**WHAT TO DO:** Looking at the records below, state how many lines include the string "across" and add nothing further.

**SOURCE DATA:**

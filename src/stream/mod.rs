//! Change Stream
//!
//! The transport from write side to read side: a partitioned feed of
//! committed events. Each shard has its own cursor and guarantees order;
//! nothing is promised across shards. Aggregates hash to a fixed shard, so
//! one aggregate's events never interleave across partitions.

pub mod checkpoint;
mod consumer;
mod memory;
mod postgres;

pub use checkpoint::{CheckpointStore, MemoryCheckpointStore, PgCheckpointStore};
pub use consumer::{ConsumerOptions, StreamConsumer};
pub use memory::MemoryChangeStream;
pub use postgres::PgChangeStream;

use std::time::Duration;

use async_trait::async_trait;
use serde_json::Value;
use uuid::Uuid;

/// Stable shard assignment for an aggregate.
pub fn shard_for(aggregate_id: Uuid, shard_count: u32) -> u32 {
    (aggregate_id.as_u128() % shard_count.max(1) as u128) as u32
}

/// Printable shard identifier, e.g. `shard-0002`.
pub fn shard_name(shard: u32) -> String {
    format!("shard-{shard:04}")
}

/// Parse a shard identifier back to its index.
pub fn parse_shard(shard_id: &str) -> Option<u32> {
    shard_id.strip_prefix("shard-")?.parse().ok()
}

/// One shard of the stream, as reported by `describe`.
#[derive(Debug, Clone, PartialEq, Eq)]
pub struct ShardInfo {
    pub shard_id: String,
}

/// Record type on the stream. The log is append-only, so anything other
/// than an insert indicates configuration drift and is ignored.
#[derive(Debug, Clone, Copy, PartialEq, Eq)]
pub enum RecordKind {
    Insert,
    Modify,
    Remove,
}

/// A committed event as seen on the stream: shard-local position plus the
/// canonical new-image payload.
#[derive(Debug, Clone)]
pub struct StreamRecord {
    pub sequence: i64,
    pub kind: RecordKind,
    pub event_data: Value,
}

/// Where a fresh iterator starts on a shard.
#[derive(Debug, Clone, Copy, PartialEq, Eq)]
pub enum IteratorPosition {
    /// Oldest record still retained
    TrimHorizon,
    /// Next record after subscription
    Latest,
    /// Immediately after a known sequence number
    AfterSequence(i64),
}

/// Configured start-up policy, resolved to an `IteratorPosition` per shard.
#[derive(Debug, Clone, Copy, PartialEq, Eq)]
pub enum IteratorInit {
    Latest,
    TrimHorizon,
    /// Resume from the persisted checkpoint; falls back to the trim
    /// horizon when no checkpoint exists.
    AfterCheckpoint,
}

/// An open cursor on one shard.
#[derive(Debug, Clone)]
pub struct ShardIterator {
    pub shard_id: String,
    pub after_sequence: i64,
}

/// Result of one fetch. `next == None` means the shard is closed and the
/// worker should exit normally.
#[derive(Debug)]
pub struct RecordBatch {
    pub records: Vec<StreamRecord>,
    pub next: Option<ShardIterator>,
}

/// Errors from the stream transport
#[derive(Debug, thiserror::Error)]
pub enum StreamError {
    #[error("Transport error: {0}")]
    Transport(#[from] sqlx::Error),

    #[error("Unknown shard: {0}")]
    UnknownShard(String),

    #[error("Call timed out after {0:?}")]
    Timeout(Duration),
}

/// Read seam over the partitioned change feed.
#[async_trait]
pub trait ChangeStream: Send + Sync {
    /// Enumerate the currently live shards.
    async fn describe(&self) -> Result<Vec<ShardInfo>, StreamError>;

    /// Open a cursor on a shard at the given position.
    async fn open_iterator(
        &self,
        shard_id: &str,
        position: IteratorPosition,
    ) -> Result<ShardIterator, StreamError>;

    /// Fetch up to `limit` records past the cursor, in shard order.
    async fn fetch(
        &self,
        iterator: &ShardIterator,
        limit: usize,
    ) -> Result<RecordBatch, StreamError>;
}

#[cfg(test)]
mod tests {
    use super::*;

    #[test]
    fn test_shard_assignment_is_stable() {
        let id = Uuid::new_v4();
        assert_eq!(shard_for(id, 4), shard_for(id, 4));
        assert!(shard_for(id, 4) < 4);
        assert_eq!(shard_for(id, 1), 0);
    }

    #[test]
    fn test_shard_name_round_trip() {
        assert_eq!(shard_name(2), "shard-0002");
        assert_eq!(parse_shard("shard-0002"), Some(2));
        assert_eq!(parse_shard("shard-0123"), Some(123));
        assert_eq!(parse_shard("not-a-shard"), None);
    }
}
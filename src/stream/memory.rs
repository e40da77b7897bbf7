//! In-memory Change Stream
//!
//! Replays the shard buffers of `MemoryEventLog`. Shards are fixed at
//! creation and never close; every record is an insert, retained forever,
//! so the trim horizon is always the start of the buffer.

use std::sync::Arc;

use async_trait::async_trait;
use tokio::sync::RwLock;

use crate::event_log::memory::MemoryLogState;

use super::{
    parse_shard, shard_name, ChangeStream, IteratorPosition, RecordBatch, RecordKind, ShardInfo,
    ShardIterator, StreamError, StreamRecord,
};

/// Change stream over an in-memory event log.
#[derive(Clone)]
pub struct MemoryChangeStream {
    state: Arc<RwLock<MemoryLogState>>,
    shard_count: u32,
}

impl MemoryChangeStream {
    pub(crate) fn new(state: Arc<RwLock<MemoryLogState>>, shard_count: u32) -> Self {
        Self { state, shard_count }
    }

    fn shard_index(&self, shard_id: &str) -> Result<u32, StreamError> {
        match parse_shard(shard_id) {
            Some(index) if index < self.shard_count => Ok(index),
            _ => Err(StreamError::UnknownShard(shard_id.to_string())),
        }
    }
}

#[async_trait]
impl ChangeStream for MemoryChangeStream {
    async fn describe(&self) -> Result<Vec<ShardInfo>, StreamError> {
        Ok((0..self.shard_count)
            .map(|index| ShardInfo {
                shard_id: shard_name(index),
            })
            .collect())
    }

    async fn open_iterator(
        &self,
        shard_id: &str,
        position: IteratorPosition,
    ) -> Result<ShardIterator, StreamError> {
        self.shard_index(shard_id)?;

        let after_sequence = match position {
            IteratorPosition::TrimHorizon => 0,
            IteratorPosition::Latest => {
                let state = self.state.read().await;
                state.rows.last().map(|row| row.sequence).unwrap_or(0)
            }
            IteratorPosition::AfterSequence(sequence) => sequence,
        };

        Ok(ShardIterator {
            shard_id: shard_id.to_string(),
            after_sequence,
        })
    }

    async fn fetch(
        &self,
        iterator: &ShardIterator,
        limit: usize,
    ) -> Result<RecordBatch, StreamError> {
        let shard = self.shard_index(&iterator.shard_id)?;

        let state = self.state.read().await;
        let records: Vec<StreamRecord> = state
            .rows
            .iter()
            .filter(|row| row.shard == shard && row.sequence > iterator.after_sequence)
            .take(limit)
            .map(|row| StreamRecord {
                sequence: row.sequence,
                kind: RecordKind::Insert,
                event_data: row.event_data.clone(),
            })
            .collect();

        let after_sequence = records
            .last()
            .map(|record| record.sequence)
            .unwrap_or(iterator.after_sequence);

        Ok(RecordBatch {
            records,
            next: Some(ShardIterator {
                shard_id: iterator.shard_id.clone(),
                after_sequence,
            }),
        })
    }
}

**RESPONSE TO THIS EXERCISE:** 2